President Kazuhiro Tsuga is focusing on selling to other businesses, including the supply of lithium-ion battery cells to Tesla, as he trims unprofitable electronics operations including televisions and chips. Panasonic boosted wages after cuts last year, increasing fixed costs at the automotive and industrial division. Separately, the company said it committed to working with Tesla on its battery Gigafactory project.
“TVs and semiconductor chips may continue to generate losses this fiscal year,” Masahiro Wakasugi, an analyst at BNP Paribas SA, said in a report before the announcement.
Panasonic said Wednesday demand in Japan for consumer electronics devices declined following a surge before an April tax increase.

Operating profit rose 28 per cent to 82.3 billion yen for the three months ended June, Panasonic said. That compares with the 67.8 billion-yen average of six analyst estimates compiled by Bloomberg.

Tesla Factory
 Panasonic will build cylindrical lithium-ion cells and invest in equipment, machinery and other tools, the company said Wednesday in a statement. Tesla will handle the land, building and utilities and use the cells to assemble battery packs.
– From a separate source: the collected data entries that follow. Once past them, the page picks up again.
use crate::error::{Result, TsError, Warning};
use crate::format::ts::types::{descriptor_tag_name, DESCRIPTOR_TAG_CA};
use crate::utils::BitCursor;
use bytes::Bytes;

/// A tag/length/value descriptor as found in PMT, CAT and TSDT loops.
#[derive(Debug, Clone, PartialEq, Eq)]
pub struct Descriptor {
    pub tag: u8,
    pub data: Bytes,
}

impl Descriptor {
    pub fn new(tag: u8, data: impl Into<Bytes>) -> Self {
        Self {
            tag,
            data: data.into(),
        }
    }

    pub fn name(&self) -> &'static str {
        descriptor_tag_name(self.tag)
    }

    /// Encoded size including tag and length bytes.
    pub fn encoded_len(&self) -> usize {
        2 + self.data.len()
    }

    pub fn encode(&self, cursor: &mut BitCursor) -> Result<()> {
        if self.data.len() > u8::MAX as usize {
            return Err(TsError::InvalidData(format!(
                "descriptor {:#04x} carries {} bytes, at most 255 fit",
                self.tag,
                self.data.len()
            )));
        }
        cursor.write_uint(self.tag as u64, 8)?;
        cursor.write_uint(self.data.len() as u64, 8)?;
        cursor.write_bytes(&self.data);
        Ok(())
    }

    /// The conditional access view, for tag 0x09 descriptors of at least 4 bytes.
    pub fn as_ca(&self) -> Option<CaDescriptor> {
        if self.tag != DESCRIPTOR_TAG_CA || self.data.len() < 4 {
            return None;
        }
        Some(CaDescriptor {
            ca_system_id: u16::from_be_bytes([self.data[0], self.data[1]]),
            ca_pid: u16::from_be_bytes([self.data[2], self.data[3]]) & 0x1FFF,
            private_data: self.data.slice(4..),
        })
    }
}

/// Conditional access descriptor: CA system plus the PID carrying its ECM/EMM.
#[derive(Debug, Clone, PartialEq, Eq)]
pub struct CaDescriptor {
    pub ca_system_id: u16,
    pub ca_pid: u16,
    pub private_data: Bytes,
}

impl From<&CaDescriptor> for Descriptor {
    fn from(ca: &CaDescriptor) -> Self {
        let mut data = Vec::with_capacity(4 + ca.private_data.len());
        data.extend_from_slice(&ca.ca_system_id.to_be_bytes());
        data.extend_from_slice(&(0xE000 | (ca.ca_pid & 0x1FFF)).to_be_bytes());
        data.extend_from_slice(&ca.private_data);
        Descriptor::new(DESCRIPTOR_TAG_CA, data)
    }
}

/// Total encoded size of a descriptor loop.
pub fn descriptors_len(descriptors: &[Descriptor]) -> usize {
    descriptors.iter().map(Descriptor::encoded_len).sum()
}

/// Decodes a descriptor loop of `length` bytes.
///
/// A descriptor that would run past the loop (or past the buffer) ends the
/// loop with a warning; the cursor is always left at the end of the loop.
pub(crate) fn decode_descriptors(
    cursor: &mut BitCursor,
    length: usize,
    warnings: &mut Vec<Warning>,
) -> Result<Vec<Descriptor>> {
    let available = cursor.remaining() / 8;
    let length = if length > available {
        warnings.push(Warning::MalformedSection {
            field: "descriptor_loop",
            declared: length,
            available,
        });
        available
    } else {
        length
    };

    let end = cursor.position() + length * 8;
    let mut descriptors = Vec::new();
    while cursor.position() < end {
        let left = (end - cursor.position()) / 8;
        if left < 2 {
            warnings.push(Warning::MalformedSection {
                field: "descriptor",
                declared: 2,
                available: left,
            });
            break;
        }
        let tag = cursor.read_u8()?;
        let size = cursor.read_u8()? as usize;
        if size > left - 2 {
            warnings.push(Warning::MalformedSection {
                field: "descriptor",
                declared: size,
                available: left - 2,
            });
            break;
        }
        descriptors.push(Descriptor::new(tag, cursor.read_bytes(size * 8)?));
    }
    cursor.set_position(end)?;
    Ok(descriptors)
}

pub(crate) fn encode_descriptors(cursor: &mut BitCursor, descriptors: &[Descriptor]) -> Result<()> {
    for descriptor in descriptors {
        descriptor.encode(cursor)?;
    }
    Ok(())
}

#[cfg(test)]
mod tests {
    use super::*;
    use pretty_assertions::assert_eq;

    #[test]
    fn test_decode_loop() {
        let data = vec![
            0x0A, 0x04, b'e', b'n', b'g', 0x00, // ISO 639 language
            0x52, 0x01, 0x10, // Stream identifier
        ];
        let mut warnings = Vec::new();
        let mut cursor = BitCursor::from_bytes(data);
        let descriptors = decode_descriptors(&mut cursor, 9, &mut warnings).unwrap();

        assert_eq!(
            descriptors,
            vec![
                Descriptor::new(0x0A, vec![b'e', b'n', b'g', 0x00]),
                Descriptor::new(0x52, vec![0x10]),
            ]
        );
        assert_eq!(descriptors[0].name(), "ISO 639 language");
        assert!(warnings.is_empty());
        assert_eq!(cursor.position(), 72);
    }

    #[test]
    fn test_truncated_descriptor() {
        let data = vec![0x05, 0x08, 0x01, 0x02, 0xFF];
        let mut warnings = Vec::new();
        let mut cursor = BitCursor::from_bytes(data);
        let descriptors = decode_descriptors(&mut cursor, 4, &mut warnings).unwrap();

        assert!(descriptors.is_empty());
        assert_eq!(warnings.len(), 1);
        assert_eq!(cursor.position(), 32);
    }

    #[test]
    fn test_ca_view() {
        let ca = CaDescriptor {
            ca_system_id: 0x0B00,
            ca_pid: 0x0065,
            private_data: Bytes::from_static(&[0x01, 0x02]),
        };
        let descriptor = Descriptor::from(&ca);
        assert_eq!(descriptor.data.as_ref(), &[0x0B, 0x00, 0xE0, 0x65, 0x01, 0x02]);
        assert_eq!(descriptor.as_ca(), Some(ca));
        assert_eq!(Descriptor::new(0x09, vec![0x00]).as_ca(), None);
    }
}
Profit at the automotive and industrial systems unit, which supplies Tesla with battery cells, fell to 23.5 billion yen.

Tsuga suspended plasma panel production, trimmed smartphone and circuit-board operations and sold chip factories to Israel’s Tower Semiconductor Ltd. last year to focus on faster-growing businesses.
Panasonic has cut about 95,000 jobs since 2011, according to data compiled by Bloomberg.